■ DIRECTIONS FOR THIS TASK: Line by line, transcribe the listing below exactly.
==================================================
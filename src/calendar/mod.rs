//! Core data models for the economic calendar
//!
//! This module contains the event type served to callers and the snapshot
//! persisted by the cache store.

pub mod normalize;

pub use normalize::{decode_payload, parse_schedule, FeedPayload, RawRecord};

use chrono::{DateTime, Utc};
use serde::{Deserialize, Serialize};

/// Market impact of a scheduled release
#[derive(Debug, Clone, Copy, PartialEq, Eq, Serialize, Deserialize)]
pub enum Impact {
    High,
    Medium,
    Low,
    Holiday,
    Unknown,
}

impl Impact {
    /// Maps an upstream impact label to an `Impact`
    ///
    /// Accepts plain labels ("High", "medium") as well as the longer
    /// descriptions some sources use ("High Impact Expected"). Anything
    /// unrecognized becomes `Unknown`.
    pub fn from_label(label: &str) -> Self {
        let label = label.trim().to_lowercase();
        let first = label.split_whitespace().next().unwrap_or("");
        match first {
            "high" => Impact::High,
            "medium" | "med" => Impact::Medium,
            "low" => Impact::Low,
            "holiday" => Impact::Holiday,
            _ => Impact::Unknown,
        }
    }
}

/// One scheduled entry on the economic calendar
#[derive(Debug, Clone, PartialEq, Eq, Serialize, Deserialize)]
pub struct EconomicEvent {
    /// Event name, e.g. "CPI m/m"
    pub title: String,
    /// Country or currency code the release affects
    pub country: String,
    /// Date exactly as the upstream sent it
    pub date: String,
    /// Time of day as the upstream sent it, when separate from the date
    #[serde(default, skip_serializing_if = "Option::is_none")]
    pub time: Option<String>,
    /// Parsed release instant; `None` when the upstream date is unparseable
    pub scheduled_at: Option<DateTime<Utc>>,
    pub impact: Impact,
    pub forecast: String,
    pub previous: String,
    /// Only populated once the release has happened
    pub actual: String,
}

/// Snapshot of one successful upstream fetch
#[derive(Debug, Clone, PartialEq, Serialize, Deserialize)]
pub struct CacheEntry {
    /// Events in upstream order
    pub events: Vec<EconomicEvent>,
    /// When the fetch completed
    pub captured_at: DateTime<Utc>,
    /// Scheduled time of the latest event; the entry expires once it passes
    pub horizon: DateTime<Utc>,
}

impl CacheEntry {
    /// Builds an entry, deriving the horizon from the events
    pub fn new(events: Vec<EconomicEvent>, captured_at: DateTime<Utc>) -> Self {
        let horizon = compute_horizon(&events, captured_at);
        Self {
            events,
            captured_at,
            horizon,
        }
    }

    /// Whether the entry can be served without asking upstream
    pub fn is_fresh_at(&self, now: DateTime<Utc>) -> bool {
        now < self.horizon
    }
}

/// Latest scheduled time among `events`, or `fallback` when none is scheduled
///
/// Events with an unparseable date are skipped.
pub fn compute_horizon(events: &[EconomicEvent], fallback: DateTime<Utc>) -> DateTime<Utc> {
    events
        .iter()
        .filter_map(|event| event.scheduled_at)
        .max()
        .unwrap_or(fallback)
}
==================================================
■ YOUR RESPONSE:
filename src/calendar/mod.rs
//! Core data models for the economic calendar
//!
//! This module contains the event type served to callers and the snapshot
//! persisted by the cache store.

pub mod normalize;

pub use normalize::{decode_payload, parse_schedule, FeedPayload, RawRecord};

use chrono::{DateTime, Utc};
use serde::{Deserialize, Serialize};

/// Market impact of a scheduled release
#[derive(Debug, Clone, Copy, PartialEq, Eq, Serialize, Deserialize)]
pub enum Impact {
    High,
    Medium,
    Low,
    Holiday,
    Unknown,
}

impl Impact {
    /// Maps an upstream impact label to an `Impact`
    ///
    /// Accepts plain labels ("High", "medium") as well as the longer
    /// descriptions some sources use ("High Impact Expected"). Anything
    /// unrecognized becomes `Unknown`.
    pub fn from_label(label: &str) -> Self {
        let label = label.trim().to_lowercase();
        let first = label.split_whitespace().next().unwrap_or("");
        match first {
            "high" => Impact::High,
            "medium" | "med" => Impact::Medium,
            "low" => Impact::Low,
            "holiday" => Impact::Holiday,
            _ => Impact::Unknown,
        }
    }
}

/// One scheduled entry on the economic calendar
#[derive(Debug, Clone, PartialEq, Eq, Serialize, Deserialize)]
pub struct EconomicEvent {
    /// Event name, e.g. "CPI m/m"
    pub title: String,
    /// Country or currency code the release affects
    pub country: String,
    /// Date exactly as the upstream sent it
    pub date: String,
    /// Time of day as the upstream sent it, when separate from the date
    #[serde(default, skip_serializing_if = "Option::is_none")]
    pub time: Option<String>,
    /// Parsed release instant; `None` when the upstream date is unparseable
    pub scheduled_at: Option<DateTime<Utc>>,
    pub impact: Impact,
    pub forecast: String,
    pub previous: String,
    /// Only populated once the release has happened
    pub actual: String,
}

/// Snapshot of one successful upstream fetch
#[derive(Debug, Clone, PartialEq, Serialize, Deserialize)]
pub struct CacheEntry {
    /// Events in upstream order
    pub events: Vec<EconomicEvent>,
    /// When the fetch completed
    pub captured_at: DateTime<Utc>,
    /// Scheduled time of the latest event; the entry expires once it passes
    pub horizon: DateTime<Utc>,
}

impl CacheEntry {
    /// Builds an entry, deriving the horizon from the events
    pub fn new(events: Vec<EconomicEvent>, captured_at: DateTime<Utc>) -> Self {
        let horizon = compute_horizon(&events, captured_at);
        Self {
            events,
            captured_at,
            horizon,
        }
    }

    /// Whether the entry can be served without asking upstream
    pub fn is_fresh_at(&self, now: DateTime<Utc>) -> bool {
        now < self.horizon
    }
}

/// Latest scheduled time among `events`, or `fallback` when none is scheduled
///
/// Events with an unparseable date are skipped.
pub fn compute_horizon(events: &[EconomicEvent], fallback: DateTime<Utc>) -> DateTime<Utc> {
    events
        .iter()
        .filter_map(|event| event.scheduled_at)
        .max()
        .unwrap_or(fallback)
}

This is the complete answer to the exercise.